------ SUPPLIED RECORDS

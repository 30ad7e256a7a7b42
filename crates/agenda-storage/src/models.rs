// Database models (internal, may differ from public DTOs)

use chrono::{DateTime, Utc};
use sqlx::FromRow;
use uuid::Uuid;

#[derive(Debug, Clone, FromRow)]
pub struct EventRow {
    pub id: String,
    pub summary: String,
    pub description: Option<String>,
    pub location: Option<String>,
    pub start_time: DateTime<Utc>,
    pub end_time: DateTime<Utc>,
    pub all_day: bool,
    pub timezone: String,
    pub status: String,
    pub transparency: String,
    pub calendar_id: String,
    pub html_link: String,
    pub created: DateTime<Utc>,
    pub updated: DateTime<Utc>,
    pub etag: String,
    pub attendees: sqlx::types::JsonValue,
    pub reminders: sqlx::types::JsonValue,
    pub recurrence: sqlx::types::JsonValue,
    pub owner_id: Uuid,
    pub deleted_at: Option<DateTime<Utc>>,
}

/// Full column set for inserts; every value comes from the provider response
#[derive(Debug, Clone)]
pub struct CreateEvent {
    pub id: String,
    pub summary: String,
    pub description: Option<String>,
    pub location: Option<String>,
    pub start_time: DateTime<Utc>,
    pub end_time: DateTime<Utc>,
    pub all_day: bool,
    pub timezone: String,
    pub status: String,
    pub transparency: String,
    pub calendar_id: String,
    pub html_link: String,
    pub created: DateTime<Utc>,
    pub updated: DateTime<Utc>,
    pub etag: String,
    pub attendees: serde_json::Value,
    pub reminders: serde_json::Value,
    pub recurrence: serde_json::Value,
    pub owner_id: Uuid,
}

/// Partial update; None leaves the column untouched
#[derive(Debug, Clone, Default)]
pub struct UpdateEvent {
    pub summary: Option<String>,
    pub description: Option<String>,
    pub location: Option<String>,
    pub start_time: Option<DateTime<Utc>>,
    pub end_time: Option<DateTime<Utc>>,
    pub timezone: Option<String>,
    pub transparency: Option<String>,
    pub updated: Option<DateTime<Utc>>,
    pub etag: Option<String>,
}

/// Listing filter for an owner's events
#[derive(Debug, Clone, Default)]
pub struct EventFilter {
    /// Inclusive lower bound on start_time
    pub starts_after: Option<DateTime<Utc>>,
    /// Inclusive upper bound on end_time
    pub ends_before: Option<DateTime<Utc>>,
    /// 1-based page number
    pub page: u32,
    pub page_size: u32,
}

------------

**WORK TO COMPLETE:** Scan the records above and report every line with the string "JsonValue".

**WRITTEN RESPONSE:**
    pub attendees: sqlx::types::JsonValue,
    pub reminders: sqlx::types::JsonValue,
    pub recurrence: sqlx::types::JsonValue,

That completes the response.